New York crypto fund was a $92M scam, says SEC

US authorities have frozen digital assets of a New York-based fund, alleging it scammed investors out of more than $92 million.

Who’s involved? The SEC claims Virgil Capital LLC and its affiliated companies operated as a front for a long-running scam carried out by 23-year-old Australian founder Stefan Qin.

The case alleges that since 2018 Qin has been cheating investors in the firm’s flagship crypto vehicle, forging records and lying about the strategy and financial health of the fund.

Amazingly, Qin himself gave an interview to the Wall Street Journal in 2018, in which he expressed frustration at illegal activity in the crypto “Wild West,” and even outlined steps taken at Virgil to combat them.

Arbitrage bot. Virgil Capital investors were told their money would go to a new arbitrage fund Sigma, with trades decided by a proprietary algorithm built to exploit price differences across exchanges.

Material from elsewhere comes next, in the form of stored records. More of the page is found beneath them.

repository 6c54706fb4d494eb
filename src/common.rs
pub mod error;
pub mod db_utils;
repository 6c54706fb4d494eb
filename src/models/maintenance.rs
// src/models/maintenance.rs

use chrono::{DateTime, Utc};
use serde::{Deserialize, Serialize};
use sqlx::FromRow;
use validator::Validate;

use crate::common::db_utils::required;
use crate::models::record::{NewRecord, Record};
use crate::schema::Table;

#[derive(Debug, Clone, Copy, Default, PartialEq, Eq, Serialize, Deserialize, sqlx::Type)]
#[sqlx(type_name = "maintenance_priority", rename_all = "snake_case")]
#[serde(rename_all = "snake_case")]
pub enum MaintenancePriority {
    Low,
    #[default]
    Medium,
    High,
    Urgent,
}

#[derive(Debug, Clone, Copy, Default, PartialEq, Eq, Serialize, Deserialize, sqlx::Type)]
#[sqlx(type_name = "maintenance_status", rename_all = "snake_case")]
#[serde(rename_all = "snake_case")]
pub enum MaintenanceStatus {
    #[default]
    Open,
    InProgress,
    Resolved,
    Closed,
}

#[derive(Debug, Clone, PartialEq, Serialize, Deserialize, FromRow)]
#[serde(rename_all = "camelCase")]
pub struct MaintenanceRequest {
    pub id: i64,
    pub unit_id: i64,
    pub tenant_id: Option<i64>,
    pub description: String,
    pub priority: MaintenancePriority,
    pub status: MaintenanceStatus,
    pub resolved_at: Option<DateTime<Utc>>,
    pub created_at: DateTime<Utc>,
    pub updated_at: DateTime<Utc>,
}

#[derive(Debug, Clone, Deserialize, Validate)]
#[serde(rename_all = "camelCase")]
pub struct NewMaintenanceRequest {
    pub unit_id: i64,
    pub tenant_id: Option<i64>,
    #[validate(custom(function = "required"))]
    pub description: String,
    #[serde(default)]
    pub priority: MaintenancePriority,
}

impl MaintenanceRequest {
    /// Fecha o chamado registrando o momento da resolução.
    pub fn resolve(&mut self, at: DateTime<Utc>) {
        self.status = MaintenanceStatus::Resolved;
        self.resolved_at = Some(at);
    }
}

impl Record for MaintenanceRequest {
    const TABLE: Table = Table::MaintenanceRequests;
    type Draft = NewMaintenanceRequest;

    fn as_draft(&self) -> NewMaintenanceRequest {
        NewMaintenanceRequest {
            unit_id: self.unit_id,
            tenant_id: self.tenant_id,
            description: self.description.clone(),
            priority: self.priority,
        }
    }

    fn id(&self) -> i64 {
        self.id
    }

    fn key_part(&self, _column: &str) -> Option<String> {
        None
    }

    fn foreign_key(&self, column: &str) -> Option<i64> {
        match column {
            "unit_id" => Some(self.unit_id),
            "tenant_id" => self.tenant_id,
            _ => None,
        }
    }

    fn clear_foreign_key(&mut self, column: &str) {
        if column == "tenant_id" {
            self.tenant_id = None;
        }
    }

    fn touch(&mut self, now: DateTime<Utc>) {
        self.updated_at = now;
    }
}

impl NewRecord for NewMaintenanceRequest {
    type Record = MaintenanceRequest;

    fn into_record(self, id: i64, now: DateTime<Utc>) -> MaintenanceRequest {
        MaintenanceRequest {
            id,
            unit_id: self.unit_id,
            tenant_id: self.tenant_id,
            description: self.description,
            priority: self.priority,
            status: MaintenanceStatus::Open,
            resolved_at: None,
            created_at: now,
            updated_at: now,
        }
    }
}

#[cfg(test)]
mod tests {
    use super::*;
    use crate::db::{MemoryStore, Store};

    #[tokio::test]
    async fn resolving_a_ticket_is_persisted() {
        use crate::models::property::{NewProperty, NewUnit};
        use rust_decimal::Decimal;

        let store = MemoryStore::new();
        let property = store
            .insert(NewProperty {
                name: "Riverside Plaza".into(),
                address: "Riverside Drive".into(),
                city: "Nairobi".into(),
                owner_id: None,
            })
            .await
            .unwrap();
        let unit = store
            .insert(NewUnit {
                property_id: property.id,
                unit_number: "Shop-1".into(),
                bedrooms: 0,
                area_sqm: None,
                status: Default::default(),
                monthly_rent: Decimal::new(30000, 0),
            })
            .await
            .unwrap();
        let mut ticket = store
            .insert(NewMaintenanceRequest {
                unit_id: unit.id,
                tenant_id: None,
                description: "Porta de enrolar travada".into(),
                priority: MaintenancePriority::Urgent,
            })
            .await
            .unwrap();
        assert_eq!(ticket.status, MaintenanceStatus::Open);

        let at = Utc::now();
        ticket.resolve(at);
        store.update(&ticket).await.unwrap();

        let saved = store.get::<MaintenanceRequest>(ticket.id).await.unwrap();
        assert_eq!(saved.status, MaintenanceStatus::Resolved);
        assert_eq!(saved.resolved_at, Some(at));
    }

    #[test]
    fn draft_defaults_to_medium_priority() {
        let draft: NewMaintenanceRequest =
            serde_json::from_str(r#"{"unitId": 1, "tenantId": null, "description": "Lâmpada"}"#).unwrap();
        assert_eq!(draft.priority, MaintenancePriority::Medium);
    }
}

When it came time to cash out, Virgil promised interests would be transferred to Qin’s VQR Multistrategy Fund LP. 

However, it looks like the part-time New York resident used much of this money for personal use or to prop up a number of risky and undisclosed investments.

A fugazi. According to the SEC, Qin failed to redeem more than $3.5 million in investments, and attempted to withdraw $1.7 million to repay cash borrowed from Chinese loan sharks and funnelled into Sigma.

All the while, Qin allegedly peddled a fake spreadsheet that supposedly tracked Sigma’s investments across 39 crypto exchanges. 

The document claimed the fund’s average monthly holdings last year hit $2 million across Coinbase, Kraken, and Gemini — but the SEC says they were totally empty.

Crypto janitors. Aside from the usual civil fines and disgorgement, the SEC is seeking a permanent ban on Qin’s operating, selling, and marketing of securities in the future.

The move comes as part of a flurry of legal actions in the past few months, most notably its case against Ripple Labs for selling unregistered securities — a bombshell that tanked its XRP cryptocurrency by 50%.

As for Qin, his lawyers issued a statement making it clear their client is prepared to cooperate with authorities and is “committed to ensuring that no investors are harmed.”